__What is being asked__:
Look for the string "filter" in the listing. Copy each line that has it.
———
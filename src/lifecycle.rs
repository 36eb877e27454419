//! Activate, deactivate and modified callbacks.
//!
//! Each callback is looked up by name (from the descriptor, else the
//! conventional default) and resolved through the signature tables. An
//! explicitly named callback must exist; a defaulted one is optional.

use std::sync::Arc;

use crate::context::{MockBundleContext, MockComponentContext};
use crate::error::{OsgiError, OsgiResult};
use crate::instance::LifecycleState;
use crate::metadata::{Arg, Args, ComponentClass, ParamKind};
use crate::properties::Properties;
use crate::registry::AnyArc;
use crate::signature::{self, Shape};

/// Deactivation reason: not specified.
pub const DEACTIVATION_REASON_UNSPECIFIED: i32 = 0;
/// Deactivation reason: the component was disabled.
pub const DEACTIVATION_REASON_DISABLED: i32 = 1;
/// Deactivation reason: a reference became unsatisfied or is being replaced.
pub const DEACTIVATION_REASON_REFERENCE: i32 = 2;
/// Deactivation reason: the configuration changed.
pub const DEACTIVATION_REASON_CONFIGURATION_MODIFIED: i32 = 3;
/// Deactivation reason: the configuration was deleted.
pub const DEACTIVATION_REASON_CONFIGURATION_DELETED: i32 = 4;
/// Deactivation reason: the component was disposed.
pub const DEACTIVATION_REASON_DISPOSED: i32 = 5;
/// Deactivation reason: the bundle is stopping.
pub const DEACTIVATION_REASON_BUNDLE_STOPPED: i32 = 6;

#[derive(Debug, Clone, Copy, PartialEq, Eq)]
enum Phase {
    Activate,
    Deactivate,
    Modified,
}

impl Phase {
    fn table(self) -> &'static [Shape] {
        match self {
            Phase::Activate => signature::ACTIVATE,
            Phase::Deactivate => signature::DEACTIVATE,
            Phase::Modified => signature::MODIFIED,
        }
    }

    fn declared(self, class: &ComponentClass) -> Option<&str> {
        let metadata = class.metadata();
        match self {
            Phase::Activate => metadata.activate(),
            Phase::Deactivate => metadata.deactivate(),
            Phase::Modified => metadata.modified(),
        }
    }

    fn default_name(self) -> Option<&'static str> {
        match self {
            Phase::Activate => Some("activate"),
            Phase::Deactivate => Some("deactivate"),
            Phase::Modified => None,
        }
    }
}

/// Value for a context-like parameter of a lifecycle method or constructor.
pub(crate) fn component_arg(
    ctx: &MockBundleContext,
    class: &Arc<ComponentClass>,
    instance: Option<&AnyArc>,
    kind: &ParamKind,
    properties: &Properties,
    reason: Option<i32>,
) -> OsgiResult<Arg> {
    Ok(match kind {
        ParamKind::ComponentContext => Arg::ComponentContext(MockComponentContext::new(
            ctx.clone(),
            class.clone(),
            instance.cloned(),
            properties.clone(),
        )),
        ParamKind::BundleContext => Arg::BundleContext(ctx.clone()),
        ParamKind::Map => Arg::Map(properties.clone()),
        ParamKind::Config(name) => Arg::Config(class.materialize_config(name, properties)?),
        ParamKind::Reason => Arg::Reason(reason.unwrap_or(DEACTIVATION_REASON_UNSPECIFIED)),
        other => {
            return Err(OsgiError::component(
                class.name(),
                format!("parameter kind {:?} is not available here", other),
            ))
        }
    })
}

/// Invokes the callback for `phase`. Returns whether a method was called.
fn invoke(
    ctx: &MockBundleContext,
    instance: &AnyArc,
    class: &Arc<ComponentClass>,
    phase: Phase,
    properties: &Properties,
    reason: Option<i32>,
) -> OsgiResult<bool> {
    let (name, explicit) = match (phase.declared(class), phase.default_name()) {
        (Some(name), _) => (name, true),
        (None, Some(name)) => (name, false),
        (None, None) => return Ok(false),
    };

    let Some(method) = signature::resolve(class.methods(), name, phase.table(), None) else {
        if explicit {
            return Err(OsgiError::LifecycleMethod {
                class: class.name().to_string(),
                method: name.to_string(),
            });
        }
        tracing::trace!(component = class.name(), method = name, "no default lifecycle method");
        return Ok(false);
    };

    let args = method
        .params
        .iter()
        .map(|kind| component_arg(ctx, class, Some(instance), kind, properties, reason))
        .collect::<OsgiResult<Vec<_>>>()?;
    tracing::debug!(component = class.name(), method = name, phase = ?phase, "invoking lifecycle method");
    (method.invoker)(instance, &Args::new(args))?;
    Ok(true)
}

fn invalid(class: &ComponentClass, detail: &str) -> OsgiError {
    OsgiError::Lifecycle {
        class: class.name().to_string(),
        detail: detail.to_string(),
    }
}

pub(crate) fn activate(
    ctx: &MockBundleContext,
    instance: &AnyArc,
    class: &Arc<ComponentClass>,
    properties: &Properties,
) -> OsgiResult<()> {
    let instances = &ctx.inner().instances;
    match instances.state(instance) {
        LifecycleState::Unactivated => {}
        LifecycleState::Activated => return Err(invalid(class, "instance is already activated")),
        LifecycleState::Deactivated => return Err(invalid(class, "a deactivated instance cannot be activated again")),
    }
    invoke(ctx, instance, class, Phase::Activate, properties, None)?;
    instances.set_state(instance, LifecycleState::Activated);
    Ok(())
}

/// Deactivates and forgets the instance's bindings.
pub(crate) fn deactivate(
    ctx: &MockBundleContext,
    instance: &AnyArc,
    class: &Arc<ComponentClass>,
    properties: &Properties,
    reason: i32,
) -> OsgiResult<()> {
    let instances = &ctx.inner().instances;
    if instances.state(instance) == LifecycleState::Deactivated {
        return Err(invalid(class, "instance is already deactivated"));
    }
    invoke(ctx, instance, class, Phase::Deactivate, properties, Some(reason))?;
    instances.set_state(instance, LifecycleState::Deactivated);
    instances.clear_bindings(instance);
    Ok(())
}

pub(crate) fn modified(
    ctx: &MockBundleContext,
    instance: &AnyArc,
    class: &Arc<ComponentClass>,
    properties: &Properties,
) -> OsgiResult<()> {
    if ctx.inner().instances.state(instance) == LifecycleState::Deactivated {
        return Err(invalid(class, "a deactivated instance cannot be modified"));
    }
    invoke(ctx, instance, class, Phase::Modified, properties, None)?;
    Ok(())
}
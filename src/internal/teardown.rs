//! Shutdown ordering for component instances.

use std::collections::HashSet;
use std::sync::Arc;

use crate::registry::ServiceRecord;

/// Records to deactivate at shutdown, drained in LIFO order.
///
/// An instance published under several registrations is queued once, at
/// its first (earliest) position.
#[derive(Default)]
pub(crate) struct TeardownQueue {
    entries: Vec<Arc<ServiceRecord>>,
    seen: HashSet<usize>,
}

impl TeardownQueue {
    /// Queues `record` unless its instance is already queued.
    pub(crate) fn push(&mut self, record: Arc<ServiceRecord>) -> bool {
        if self.seen.insert(Arc::as_ptr(&record.instance) as *const () as usize) {
            self.entries.push(record);
            true
        } else {
            false
        }
    }

    /// Pops the most recently queued record.
    pub(crate) fn pop(&mut self) -> Option<Arc<ServiceRecord>> {
        self.entries.pop()
    }

    pub(crate) fn is_empty(&self) -> bool {
        self.entries.is_empty()
    }
}

#[cfg(test)]
mod tests {
    use super::*;
    use crate::properties::Properties;
    use crate::registry::AnyArc;

    fn record(id: u64, instance: &AnyArc) -> Arc<ServiceRecord> {
        Arc::new(ServiceRecord::new(id, vec!["a.Api".into()], instance.clone(), Properties::new(), None))
    }

    #[test]
    fn test_lifo_with_dedup() {
        let a: AnyArc = Arc::new(1u32);
        let b: AnyArc = Arc::new(2u32);
        let mut queue = TeardownQueue::default();
        assert!(queue.push(record(1, &a)));
        assert!(queue.push(record(2, &b)));
        assert!(!queue.push(record(3, &a)));

        let order: Vec<u64> = std::iter::from_fn(|| queue.pop()).map(|r| r.id).collect();
        assert_eq!(order, vec![2, 1]);
        assert!(queue.is_empty());
    }
}
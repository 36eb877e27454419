//! Component descriptors: the read-only metadata a component type carries.
//!
//! [`OsgiMetadata`] mirrors what a Declarative Services descriptor declares
//! (service interfaces, references, lifecycle method names, property
//! defaults). [`ComponentClass`] pairs that descriptor with the invocation
//! tables the runtime dispatches through, and [`MetadataRegistry`] is the
//! per-container lookup from a Rust type to its class.

use crate::error::OsgiResult;
use crate::filter::{parse_optional, LdapFilter};
use crate::properties::{Properties, PropertyValue};

pub mod class;
pub mod provider;

pub use class::{
    Arg, Args, CollectionKind, ComponentClass, ComponentClassBuilder, FieldKind, FieldValue, ParamKind,
};
pub use provider::MetadataRegistry;

/// How many matching services a reference may or must bind.
#[derive(Debug, Clone, Copy, PartialEq, Eq, Hash)]
pub enum ReferenceCardinality {
    /// Exactly one (`1..1`).
    MandatoryUnary,
    /// Zero or one (`0..1`).
    OptionalUnary,
    /// One or more (`1..n`).
    MandatoryMultiple,
    /// Any number (`0..n`).
    OptionalMultiple,
}

impl ReferenceCardinality {
    pub fn is_mandatory(self) -> bool {
        matches!(self, ReferenceCardinality::MandatoryUnary | ReferenceCardinality::MandatoryMultiple)
    }

    pub fn is_multiple(self) -> bool {
        matches!(self, ReferenceCardinality::MandatoryMultiple | ReferenceCardinality::OptionalMultiple)
    }
}

/// Whether a bound reference is swapped live or needs a restart.
#[derive(Debug, Clone, Copy, PartialEq, Eq, Hash)]
pub enum ReferencePolicy {
    Static,
    Dynamic,
}

/// Whether a static reference prefers a better match over the current one.
#[derive(Debug, Clone, Copy, PartialEq, Eq, Hash)]
pub enum ReferencePolicyOption {
    Reluctant,
    Greedy,
}

/// Element type injected into collection fields and parameters.
#[derive(Debug, Clone, Copy, PartialEq, Eq, Hash, Default)]
pub enum FieldCollectionType {
    /// The service objects themselves.
    #[default]
    Service,
    /// Service reference handles.
    Reference,
}

/// Service scope declared by a component.
#[derive(Debug, Clone, Copy, PartialEq, Eq, Hash, Default)]
pub enum ServiceScope {
    #[default]
    Singleton,
    Bundle,
    Prototype,
}

impl ServiceScope {
    pub fn as_str(self) -> &'static str {
        match self {
            ServiceScope::Singleton => "singleton",
            ServiceScope::Bundle => "bundle",
            ServiceScope::Prototype => "prototype",
        }
    }
}

/// A reference descriptor.
///
/// Descriptors are immutable once part of an [`OsgiMetadata`]; per-service
/// target overrides are layered on top with [`EffectiveReference`].
///
/// # Examples
///
/// ```rust
/// use osgi_mock::metadata::{Reference, ReferenceCardinality, ReferencePolicy};
///
/// let reference = Reference::new("logger", "com.example.Logger")
///     .with_cardinality(ReferenceCardinality::OptionalUnary)
///     .with_policy(ReferencePolicy::Dynamic)
///     .with_bind("bind_logger")
///     .with_unbind("unbind_logger");
///
/// assert_eq!(reference.name(), "logger");
/// assert!(!reference.cardinality().is_mandatory());
/// assert!(!reference.is_constructor_parameter());
/// ```
#[derive(Debug, Clone, PartialEq)]
pub struct Reference {
    name: String,
    interface: String,
    cardinality: ReferenceCardinality,
    policy: ReferencePolicy,
    policy_option: ReferencePolicyOption,
    target: Option<String>,
    bind: Option<String>,
    unbind: Option<String>,
    field: Option<String>,
    field_collection_type: FieldCollectionType,
    parameter: Option<usize>,
}

impl Reference {
    /// Mandatory, static, reluctant reference without bind targets.
    pub fn new(name: impl Into<String>, interface: impl Into<String>) -> Self {
        Self {
            name: name.into(),
            interface: interface.into(),
            cardinality: ReferenceCardinality::MandatoryUnary,
            policy: ReferencePolicy::Static,
            policy_option: ReferencePolicyOption::Reluctant,
            target: None,
            bind: None,
            unbind: None,
            field: None,
            field_collection_type: FieldCollectionType::Service,
            parameter: None,
        }
    }

    pub fn with_cardinality(mut self, cardinality: ReferenceCardinality) -> Self {
        self.cardinality = cardinality;
        self
    }

    pub fn with_policy(mut self, policy: ReferencePolicy) -> Self {
        self.policy = policy;
        self
    }

    pub fn with_policy_option(mut self, policy_option: ReferencePolicyOption) -> Self {
        self.policy_option = policy_option;
        self
    }

    pub fn with_target(mut self, target: impl Into<String>) -> Self {
        self.target = Some(target.into());
        self
    }

    pub fn with_bind(mut self, method: impl Into<String>) -> Self {
        self.bind = Some(method.into());
        self
    }

    pub fn with_unbind(mut self, method: impl Into<String>) -> Self {
        self.unbind = Some(method.into());
        self
    }

    pub fn with_field(mut self, field: impl Into<String>) -> Self {
        self.field = Some(field.into());
        self
    }

    pub fn with_field_collection_type(mut self, collection_type: FieldCollectionType) -> Self {
        self.field_collection_type = collection_type;
        self
    }

    /// Marks the reference as constructor parameter `index`.
    pub fn with_parameter(mut self, index: usize) -> Self {
        self.parameter = Some(index);
        self
    }

    pub fn name(&self) -> &str {
        &self.name
    }

    pub fn interface(&self) -> &str {
        &self.interface
    }

    pub fn cardinality(&self) -> ReferenceCardinality {
        self.cardinality
    }

    pub fn policy(&self) -> ReferencePolicy {
        self.policy
    }

    pub fn policy_option(&self) -> ReferencePolicyOption {
        self.policy_option
    }

    pub fn target(&self) -> Option<&str> {
        self.target.as_deref()
    }

    pub fn bind(&self) -> Option<&str> {
        self.bind.as_deref()
    }

    pub fn unbind(&self) -> Option<&str> {
        self.unbind.as_deref()
    }

    pub fn field(&self) -> Option<&str> {
        self.field.as_deref()
    }

    pub fn field_collection_type(&self) -> FieldCollectionType {
        self.field_collection_type
    }

    pub fn parameter(&self) -> Option<usize> {
        self.parameter
    }

    pub fn is_constructor_parameter(&self) -> bool {
        self.parameter.is_some()
    }

    pub fn is_dynamic(&self) -> bool {
        self.policy == ReferencePolicy::Dynamic
    }

    pub fn is_static_greedy(&self) -> bool {
        self.policy == ReferencePolicy::Static && self.policy_option == ReferencePolicyOption::Greedy
    }
}

/// A reference seen through one service's properties.
///
/// A service may carry `<reference name>.target` in its own properties;
/// that filter replaces the descriptor's target for this service only. The
/// shared descriptor is never touched.
#[derive(Debug, Clone)]
pub struct EffectiveReference<'a> {
    reference: &'a Reference,
    target_override: Option<String>,
}

impl<'a> EffectiveReference<'a> {
    /// Derives the effective reference for a service with `owner` properties.
    pub fn resolve(reference: &'a Reference, owner: &Properties) -> Self {
        let key = format!("{}.target", reference.name());
        let target_override = owner.get(&key).and_then(PropertyValue::as_str).map(str::to_string);
        Self {
            reference,
            target_override,
        }
    }

    pub fn reference(&self) -> &'a Reference {
        self.reference
    }

    /// Override if present, else the descriptor's own target.
    pub fn target(&self) -> Option<&str> {
        self.target_override.as_deref().or(self.reference.target())
    }

    pub fn is_overridden(&self) -> bool {
        self.target_override.is_some()
    }

    pub fn filter(&self) -> OsgiResult<Option<LdapFilter>> {
        parse_optional(self.target())
    }
}

impl std::ops::Deref for EffectiveReference<'_> {
    type Target = Reference;

    fn deref(&self) -> &Reference {
        self.reference
    }
}

/// Parsed component descriptor.
///
/// # Examples
///
/// ```rust
/// use osgi_mock::metadata::{OsgiMetadata, Reference};
/// use osgi_mock::PropertyValue;
///
/// let metadata = OsgiMetadata::new("com.example.Greeter")
///     .with_service_interface("com.example.api.Greeter")
///     .with_property("greeting", "hello")
///     .with_reference(Reference::new("logger", "com.example.Logger"));
///
/// assert_eq!(metadata.configuration_pids(), vec!["com.example.Greeter".to_string()]);
/// assert_eq!(metadata.properties().get("greeting"), Some(&PropertyValue::from("hello")));
/// assert!(metadata.reference("logger").is_some());
/// ```
#[derive(Debug, Clone, PartialEq)]
pub struct OsgiMetadata {
    name: String,
    configuration_pids: Vec<String>,
    service_interfaces: Vec<String>,
    scope: ServiceScope,
    properties: Properties,
    references: Vec<Reference>,
    activate: Option<String>,
    deactivate: Option<String>,
    modified: Option<String>,
}

impl OsgiMetadata {
    pub fn new(name: impl Into<String>) -> Self {
        Self {
            name: name.into(),
            configuration_pids: Vec::new(),
            service_interfaces: Vec::new(),
            scope: ServiceScope::Singleton,
            properties: Properties::new(),
            references: Vec::new(),
            activate: None,
            deactivate: None,
            modified: None,
        }
    }

    pub fn with_service_interface(mut self, interface: impl Into<String>) -> Self {
        self.service_interfaces.push(interface.into());
        self
    }

    pub fn with_configuration_pid(mut self, pid: impl Into<String>) -> Self {
        self.configuration_pids.push(pid.into());
        self
    }

    pub fn with_scope(mut self, scope: ServiceScope) -> Self {
        self.scope = scope;
        self
    }

    pub fn with_property(mut self, key: impl Into<String>, value: impl Into<PropertyValue>) -> Self {
        self.properties.insert(key.into(), value.into());
        self
    }

    pub fn with_reference(mut self, reference: Reference) -> Self {
        self.references.push(reference);
        self
    }

    pub fn with_activate(mut self, method: impl Into<String>) -> Self {
        self.activate = Some(method.into());
        self
    }

    pub fn with_deactivate(mut self, method: impl Into<String>) -> Self {
        self.deactivate = Some(method.into());
        self
    }

    pub fn with_modified(mut self, method: impl Into<String>) -> Self {
        self.modified = Some(method.into());
        self
    }

    pub fn name(&self) -> &str {
        &self.name
    }

    /// Declared PIDs, or the component name when none are declared.
    pub fn configuration_pids(&self) -> Vec<String> {
        if self.configuration_pids.is_empty() {
            vec![self.name.clone()]
        } else {
            self.configuration_pids.clone()
        }
    }

    pub fn service_interfaces(&self) -> &[String] {
        &self.service_interfaces
    }

    pub fn scope(&self) -> ServiceScope {
        self.scope
    }

    pub fn properties(&self) -> &Properties {
        &self.properties
    }

    pub fn references(&self) -> &[Reference] {
        &self.references
    }

    pub fn reference(&self, name: &str) -> Option<&Reference> {
        self.references.iter().find(|r| r.name() == name)
    }

    pub fn activate(&self) -> Option<&str> {
        self.activate.as_deref()
    }

    pub fn deactivate(&self) -> Option<&str> {
        self.deactivate.as_deref()
    }

    pub fn modified(&self) -> Option<&str> {
        self.modified.as_deref()
    }
}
———
__Task result__:
use crate::filter::{parse_optional, LdapFilter};
/// that filter replaces the descriptor's target for this service only. The
    pub fn filter(&self) -> OsgiResult<Option<LdapFilter>> {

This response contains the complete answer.